Only Tanya is left- The horrors of the Siege of Leningrad.

Tanya-Savicheva

It is not clear if Tanya Savicheva was born on January 23 1930 or January 25 1930,there seems to be a discrepancy in some of the records. The one thing that is clear is she died age 14.

She was the youngest child in the family of a baker father, Nikolay Rodionovich Savichev, and a seamstress mother, Mariya Ignatievna Savicheva. Her father died when Tanya was six, leaving his widow with five children.

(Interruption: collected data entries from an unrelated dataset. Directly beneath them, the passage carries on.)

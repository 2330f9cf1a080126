//! Premium renderer capability
//!
//! The premium module is injected after construction as an
//! `Arc<dyn PremiumRenderer>` together with its descriptors. Its presence is
//! half of the gate's decision; the other half is the entitlement flag.

use std::sync::Arc;

use crate::categories;
use crate::core::block::BlockKind;
use crate::core::registry::BlockTypeDescriptor;
use crate::core::BlockRecord;

/// Renders premium kinds when the gate grants access
pub trait PremiumRenderer: Send + Sync {
    fn render(&self, kind: &dyn BlockKind, record: &BlockRecord) -> String;
}

/// Renders premium kinds with the built-in codec markup
#[derive(Debug, Clone, Copy, Default)]
pub struct StandardPremiumRenderer;

impl PremiumRenderer for StandardPremiumRenderer {
    fn render(&self, kind: &dyn BlockKind, record: &BlockRecord) -> String {
        kind.render(record)
    }
}

/// What the premium module hands back when it registers
#[derive(Clone)]
pub struct PremiumModule {
    pub descriptors: Vec<BlockTypeDescriptor>,
    pub renderer: Arc<dyn PremiumRenderer>,
}

impl PremiumModule {
    pub fn new(descriptors: Vec<BlockTypeDescriptor>, renderer: Arc<dyn PremiumRenderer>) -> Self {
        Self {
            descriptors,
            renderer,
        }
    }

    /// Every premium kind with the standard renderer
    pub fn standard() -> Self {
        Self::new(
            categories::premium_descriptors(),
            Arc::new(StandardPremiumRenderer),
        )
    }
}

impl std::fmt::Debug for PremiumModule {
    fn fmt(&self, f: &mut std::fmt::Formatter<'_>) -> std::fmt::Result {
        f.debug_struct("PremiumModule")
            .field("descriptors", &self.descriptors.len())
            .finish()
    }
}
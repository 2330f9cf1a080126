//! Card grids

use std::sync::Arc;

use super::cards::DEFAULT_ICON;
use crate::core::block::{escape, or, BlockKind};
use crate::core::fields::{items, join_lines, join_parts, part, parts, BlockFields, GridCard, MasonryCard};
use crate::core::markup::{text_of, Element};
use crate::core::BlockRecord;

const MASONRY_SIZES: &[&str] = &["short", "medium", "long"];

fn card_icon(card: &Element) -> String {
    card.first_class("ef-card-icon")
        .and_then(|wrap| wrap.first_tag("i"))
        .and_then(|i| i.attr("class"))
        .unwrap_or(DEFAULT_ICON)
        .to_string()
}

fn grid_card_html(class: &str, icon: &str, title: &str, body: &str) -> String {
    format!(
        "    <div class=\"{}\">\n      <div class=\"ef-card-icon\"><i class=\"{}\"></i></div>\n      <h4>{}</h4>\n      <p>{}</p>\n    </div>\n",
        class,
        escape(or(icon, DEFAULT_ICON)),
        escape(title),
        escape(body)
    )
}

/// One `title|icon|body` per line
pub struct GridKind {
    name: &'static str,
}

impl BlockKind for GridKind {
    fn name(&self) -> &'static str {
        self.name
    }

    fn layout(&self) -> &'static str {
        "row"
    }

    fn decode(&self, text: &str) -> BlockFields {
        let cards = items(text, 0)
            .iter()
            .map(|l| {
                let p = parts(l);
                GridCard {
                    title: part(&p, 0),
                    icon: part(&p, 1),
                    body: part(&p, 2),
                }
            })
            .collect();
        BlockFields::CardGrid { cards }
    }

    fn encode(&self, fields: &BlockFields) -> Option<String> {
        match fields {
            BlockFields::CardGrid { cards } => {
                let lines: Vec<String> = cards
                    .iter()
                    .map(|c| join_parts(&[&c.title, &c.icon, &c.body]))
                    .collect();
                Some(join_lines(&lines))
            }
            _ => None,
        }
    }

    fn render(&self, record: &BlockRecord) -> String {
        let mut html = format!("  <div class=\"ef-card-grid ef-{}\">\n", self.name);
        for l in items(&record.text, 0) {
            let p = parts(&l);
            html.push_str(&grid_card_html("ef-card", &part(&p, 1), &part(&p, 0), &part(&p, 2)));
        }
        html.push_str("  </div>\n");
        html
    }

    fn import(&self, el: &Element) -> BlockRecord {
        let lines: Vec<String> = el
            .all_class("ef-card")
            .iter()
            .map(|card| {
                let title = text_of(card.first_tag("h4"));
                let body = text_of(card.first_tag("p"));
                join_parts(&[title, card_icon(card), body])
            })
            .collect();
        self.record(join_lines(&lines))
    }
}

/// One `title|icon|size|body` per line
pub struct MasonryKind;

impl BlockKind for MasonryKind {
    fn name(&self) -> &'static str {
        "card-grid-masonry"
    }

    fn layout(&self) -> &'static str {
        "row"
    }

    fn decode(&self, text: &str) -> BlockFields {
        let cards = items(text, 0)
            .iter()
            .map(|l| {
                let p = parts(l);
                MasonryCard {
                    title: part(&p, 0),
                    icon: part(&p, 1),
                    size: part(&p, 2),
                    body: part(&p, 3),
                }
            })
            .collect();
        BlockFields::Masonry { cards }
    }

    fn encode(&self, fields: &BlockFields) -> Option<String> {
        match fields {
            BlockFields::Masonry { cards } => {
                let lines: Vec<String> = cards
                    .iter()
                    .map(|c| join_parts(&[&c.title, &c.icon, &c.size, &c.body]))
                    .collect();
                Some(join_lines(&lines))
            }
            _ => None,
        }
    }

    fn render(&self, record: &BlockRecord) -> String {
        let mut html = String::from("  <div class=\"ef-card-grid ef-card-grid-masonry\">\n");
        for l in items(&record.text, 0) {
            let p = parts(&l);
            let size = part(&p, 2);
            let class = format!("ef-card ef-card-{}", escape(or(&size, "medium")));
            html.push_str(&grid_card_html(&class, &part(&p, 1), &part(&p, 0), &part(&p, 3)));
        }
        html.push_str("  </div>\n");
        html
    }

    fn import(&self, el: &Element) -> BlockRecord {
        let lines: Vec<String> = el
            .all_class("ef-card")
            .iter()
            .map(|card| {
                let size = MASONRY_SIZES
                    .iter()
                    .copied()
                    .find(|size| card.has_class(&format!("ef-card-{size}")))
                    .unwrap_or("medium");
                let title = text_of(card.first_tag("h4"));
                let body = text_of(card.first_tag("p"));
                join_parts(&[title, card_icon(card), size.to_string(), body])
            })
            .collect();
        self.record(join_lines(&lines))
    }
}

pub fn kinds() -> Vec<Arc<dyn BlockKind>> {
    vec![
        Arc::new(GridKind { name: "card-grid-2col" }),
        Arc::new(GridKind { name: "card-grid-3col" }),
        Arc::new(MasonryKind),
    ]
}

pub fn detect(el: &Element) -> Option<&'static str> {
    if el.is("div") && el.has_class("ef-card-grid") {
        super::variant(el, &["card-grid-2col", "card-grid-3col", "card-grid-masonry"])
    } else {
        None
    }
}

During the siege of Leningrad Tanya kept a diary.She lost all her family but she herself was eventually evacuated out of the city in August 1942, along with about 150 other children, to a village called Shatki. But whilst most of the others recovered and lived, Tanya, already too ill, died of tuberculosis on 1 July 1944.

I am only adding one excerpt of her diary which says it all.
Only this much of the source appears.